EC usually begins as acute cholecystitis; after that, ischemia and gangrene develop in the gallbladder wall [4]. Gas accumulation in the wall and lumen of the gallbladder is a result of the mural translocation of the gas producing anaerobic bacteria. Clostridium welchii, Clostridium perfringens, Escherichia coli, Klebsiella and Streptococci have been reported in the literature as causative organisms [5]. Clostridia is the most common bacterial agent for EC. The symptoms of EC are similar to those of acute cholecystitis, including right upper quadrant pain, nausea, vomiting, and lowgrade fever [1]. EC is generally considered a surgical emergency, and patients should be treated immediately. EC is associated with much higher rates of gangrene and perforation of the gallbladder and significantly increased rates of mortality when compared with nonemphysematous cholecystitis [5]. Also, pericholecystic abscess, and bile peritonitis are the other complications of the EC [2].

Imaging modalities such as plain radiography, ultrasonography (USG), and CT can be used for the diagnosis.

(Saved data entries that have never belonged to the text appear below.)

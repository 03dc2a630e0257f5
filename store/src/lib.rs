//! Personal finance record keeping over a relational store.
//!
//! Users own banks, banks hold accounts, accounts hold transactions, and
//! transactions may reference per-user categories. Every read and bulk
//! write goes through per-entity filter sets in which each constraint is
//! optional; the filter machinery renders them into parameterized SQL, so
//! values never appear in statement text.
//!
//! ## Usage
//!
//! ```
//! use bankbook_store::Ledger;
//! use bankbook_store::models::{NewBank, NewUser};
//!
//! # fn main() -> bankbook_store::Result<()> {
//! let ledger = Ledger::open_in_memory()?;
//! let user = ledger.users().add(&NewUser {
//!     name: "alice".into(),
//!     ..NewUser::default()
//! })?;
//! let bank = ledger.banks().add(&NewBank {
//!     user_id: user.id,
//!     name: "Main Street".into(),
//!     ..NewBank::default()
//! })?;
//! assert_eq!(bank.id, 1);
//! # Ok(())
//! # }
//! ```

pub mod entities;
pub mod error;
pub mod filters;
pub mod ledger;
pub mod models;
pub mod registry;
pub mod repository;
pub mod schema;
pub mod scope;
pub mod statement;
pub mod store;
pub mod value;

pub use error::{Result, StoreError};
pub use ledger::Ledger;
pub use repository::{Entity, Repository};
pub use store::Store;
pub use value::Value;
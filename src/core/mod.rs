//! Foundational types shared by both allocation phases.

pub mod applicant;
pub mod error;
pub mod program;
pub mod ranking;
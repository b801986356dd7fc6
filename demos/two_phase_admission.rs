//! Two-phase admission example.
//!
//! Budget seats are allocated across all programs first; applicants left
//! without one then compete for paid seats behind already signed contracts.

use admission_engine::allocation::budget::BudgetAllocator;
use admission_engine::allocation::contract::ContractAllocator;
use admission_engine::core::applicant::{ApplicantId, ApplicantRecord, PlaceType};
use admission_engine::core::program::{ProgramCapacity, ProgramId};
use admission_engine::core::ranking::RankingSet;

fn main() {
    println!("╔════════════════════════════════════════════════╗");
    println!("║  admission-engine: Two-Phase Admission Example ║");
    println!("╚════════════════════════════════════════════════╝\n");

    let informatics = ProgramId::new(2);
    let economics = ProgramId::new(7);
    let paid_informatics = ProgramId::new(102);

    // --- Phase 1: Budget seats ---
    println!("━━━ Phase 1: Budget Seats ━━━\n");

    let mut budget = RankingSet::new();
    budget.add(informatics, ApplicantRecord::new("101-202-303 11", 281, 1));
    budget.add(informatics, ApplicantRecord::new("404-505-606 22", 275, 1));
    budget.add(informatics, ApplicantRecord::new("707-808-909 33", 290, 2));
    budget.add(economics, ApplicantRecord::new("707-808-909 33", 290, 1));
    budget.add(economics, ApplicantRecord::new("404-505-606 22", 275, 2));
    budget.add(economics, ApplicantRecord::new("121-232-343 44", 240, 1));

    let mut budget_seats = ProgramCapacity::new();
    budget_seats.set(informatics, 1);
    budget_seats.set(economics, 1);

    let outcome = BudgetAllocator::allocate(&budget, &budget_seats);
    println!("{}", outcome.result);

    // --- Phase 2: Contract seats ---
    println!("━━━ Phase 2: Contract Seats ━━━\n");

    let mut contract = RankingSet::new();
    contract.add(
        paid_informatics,
        ApplicantRecord::new("555-666-777 55", 190, 1).with_place_type(PlaceType::Signed),
    );
    contract.add(
        paid_informatics,
        ApplicantRecord::new("404-505-606 22", 275, 1).with_place_type(PlaceType::Pending),
    );
    contract.add(
        paid_informatics,
        ApplicantRecord::new("121-232-343 44", 240, 2).with_place_type(PlaceType::Pending),
    );
    contract.add(
        paid_informatics,
        ApplicantRecord::new("101-202-303 11", 281, 2).with_place_type(PlaceType::Pending),
    );

    let mut contract_seats = ProgramCapacity::new();
    contract_seats.set(paid_informatics, 2);

    let result = match ContractAllocator::allocate(&outcome.admitted, &contract, &contract_seats) {
        Ok(result) => result,
        Err(e) => {
            eprintln!("contract phase failed: {}", e);
            return;
        }
    };
    println!("{}", result);

    // Where did everybody end up?
    println!("━━━ Placements ━━━\n");
    for id in [
        "101-202-303 11",
        "404-505-606 22",
        "707-808-909 33",
        "121-232-343 44",
        "555-666-777 55",
    ] {
        let applicant = ApplicantId::new(id);
        let budget_programs = outcome.result.programs_of(&applicant);
        let contract_programs = result.programs_of(&applicant);
        let status = match (budget_programs.first(), contract_programs.first()) {
            (Some(p), _) => format!("budget seat in program {}", p),
            (None, Some(p)) => format!("contract seat in program {}", p),
            (None, None) => "not admitted".to_string(),
        };
        println!("  {:<16} {}", applicant, status);
    }
}
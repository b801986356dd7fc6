use crate::allocation::order::admission_order;
use crate::allocation::result::{AdmittedEntry, AdmittedSet, AllocationResult};
use crate::core::applicant::{ApplicantRecord, PlaceType};
use crate::core::error::ValidationError;
use crate::core::program::{ProgramCapacity, ProgramId};
use crate::core::ranking::RankingSet;
use log::{debug, info, warn};
use std::collections::{BTreeMap, BTreeSet};

/// Signed and pending records of one program, budget admits removed.
struct ContractPool<'a> {
    signed: Vec<&'a ApplicantRecord>,
    pending: Vec<&'a ApplicantRecord>,
}

impl<'a> ContractPool<'a> {
    fn partition(
        program: ProgramId,
        records: &'a [ApplicantRecord],
        excluded: &AdmittedSet,
    ) -> Result<Self, ValidationError> {
        let mut pool = ContractPool {
            signed: Vec::new(),
            pending: Vec::new(),
        };
        for record in records {
            let place_type = record
                .place_type()
                .ok_or_else(|| ValidationError::MissingPlaceType {
                    program,
                    identifier: record.identifier().clone(),
                })?;
            if excluded.contains(record.identifier()) {
                continue;
            }
            match place_type {
                PlaceType::Signed => pool.signed.push(record),
                PlaceType::Pending => pool.pending.push(record),
            }
        }
        Ok(pool)
    }

    /// Signed entries in record order, then the best pending entries that
    /// fit in the seats the signed entries left over.
    fn admit(mut self, capacity: u32) -> Vec<AdmittedEntry> {
        let mut seen = BTreeSet::new();
        let mut admitted: Vec<AdmittedEntry> = self
            .signed
            .iter()
            .filter(|r| seen.insert(r.identifier().clone()))
            .map(|&r| AdmittedEntry::from(r))
            .collect();

        let free = (capacity as usize).saturating_sub(admitted.len());
        self.pending.sort_by(|a, b| admission_order(a, b));
        admitted.extend(
            self.pending
                .iter()
                .filter(|r| seen.insert(r.identifier().clone()))
                .take(free)
                .map(|&r| AdmittedEntry::from(r)),
        );
        admitted
    }
}

/// Allocator for paid (contract) seats.
///
/// Programs are allocated independently: an applicant may hold seats in
/// several contract programs, but never one while holding a budget seat.
pub struct ContractAllocator;

impl ContractAllocator {
    /// Allocate contract seats for every program in `rankings`.
    ///
    /// Per program:
    ///
    /// 1. Drop records of applicants in `budget_admitted`.
    /// 2. Admit every `Signed` record in record order, even beyond capacity.
    /// 3. Fill `max(capacity - signed, 0)` remaining seats from the `Pending`
    ///    records, priority ascending then score descending.
    ///
    /// An applicant is admitted at most once per program; the first entry
    /// seen wins, signed entries being seen before pending ones.
    ///
    /// Every contract record must carry a place type. Records are checked
    /// for all programs before anything is allocated, so an error never
    /// comes with a partial result.
    ///
    /// # Examples
    ///
    /// ```
    /// use admission_engine::allocation::contract::ContractAllocator;
    /// use admission_engine::allocation::result::AdmittedSet;
    /// use admission_engine::core::applicant::{ApplicantRecord, PlaceType};
    /// use admission_engine::core::program::{ProgramCapacity, ProgramId};
    /// use admission_engine::core::ranking::RankingSet;
    ///
    /// let q = ProgramId::new(100);
    /// let mut rankings = RankingSet::new();
    /// rankings.add(q, ApplicantRecord::new("D", 10, 5).with_place_type(PlaceType::Signed));
    /// rankings.add(q, ApplicantRecord::new("E", 20, 1).with_place_type(PlaceType::Signed));
    ///
    /// let mut seats = ProgramCapacity::new();
    /// seats.set(q, 1);
    ///
    /// let result = ContractAllocator::allocate(&AdmittedSet::new(), &rankings, &seats).unwrap();
    /// assert_eq!(result.admitted(q).len(), 2);
    /// ```
    pub fn allocate(
        budget_admitted: &AdmittedSet,
        rankings: &RankingSet,
        capacities: &ProgramCapacity,
    ) -> Result<AllocationResult, ValidationError> {
        let pools = rankings
            .iter()
            .map(|(program, records)| {
                ContractPool::partition(program, records, budget_admitted)
                    .map(|pool| (program, pool))
            })
            .collect::<Result<Vec<_>, _>>()?;

        let mut programs = BTreeMap::new();
        for (program, pool) in pools {
            let capacity = capacities.get(program);
            let signed = pool.signed.len();
            let candidates = signed + pool.pending.len();
            let admitted = pool.admit(capacity);

            if signed > capacity as usize {
                warn!(
                    "contract program {}: {} signed contracts exceed {} seats",
                    program, signed, capacity
                );
            }
            debug!(
                "contract program {}: {} admitted from {} eligible records ({} signed)",
                program,
                admitted.len(),
                candidates,
                signed
            );
            programs.insert(program, admitted);
        }

        let result = AllocationResult::from_map(programs);
        info!(
            "contract phase admitted {} seats across {} programs ({} budget admits excluded)",
            result.total_admitted(),
            result.len(),
            budget_admitted.len()
        );
        Ok(result)
    }
}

Plain radiography can show a gaseous halo around the gallbladder and gas-fluid level in the gallbladder [3]. USG is an operator-dependent technique and findings of EC can vary depending on the number of air pockets and localization. Echogenic foci with reverberation artifacts can be seen in the gallbladder lumen due to a small amount of air. A large amount of air can be seen as a broadband with a posterior acoustic shadow. USG is less sensitive and specific for detecting the air in the soft tissues compared to other imaging modalities [2]. A gallbladder completely filled with stones or a porcelain gallbladder may be difficult to visualize with USG. Also, in some cases pericholecystic fluid can mingle with the intestinal loops, causing false negative results [2,3]. CT is the most sensitive and specific imaging modality for identification of gas in the gallbladder lumen and biliary ducts [2]. In addition to gas in the gallbladder wall, gas-fluid level in the lumen and pericholecystic oedema can be seen. CT is a useful modality that helps to confirm the diagnosis and exclude other differential diagnosis [5]. In our case, a chest X-ray and abdominal X-ray in the upright position were normal. But CT showed gas in the hydropic gallbladder lumen without radioopaque gallstones. Also, there was no gas in the biliary ducts and there was free gas in the abdomen suggesting perforation of the gallbladder [5]. A definitive diagnosis can be made with a cholecystectomy, so patients with a diagnosis of EC should be operated on immediately. Intravenous antibiotics should also be initiated against anaerobes and other digestive germs. In the present case, the patient was taken to surgery about two hours after the diagnosis. He was also treated with third-generation generation cephalosporin, proton pump inhibitors, and NSAID for three days. We preferred a laparoscopic cholecystectomy because of the young age of the patient; the laparoscopy was performed without any complication.

Upright abdominopelvic X-ray was normal

Abdominopelvic computed tomographic (CT) scans of axial and coronal views showed intraluminal gas consistent with emphysematous changes

A macroscopic image of the gallbladder and yellow cholesterol gallstones

Conclusion

It should be kept in mind that EC can be seen in patients with symptoms of acute cholecystitis. CT should be performed on patients not diagnosed by plain radiography and USG, because delayed diagnosis increases complications. Our case presentation is remarkable due to the young age of the patient and his lack of any predisposing factor. It should kept in mind that EC can be seen in younger patients, and abdominopelvic CT should be performed on suspected cases of EC, including in the case of young patients with epigastric pain that does not respond to treatment.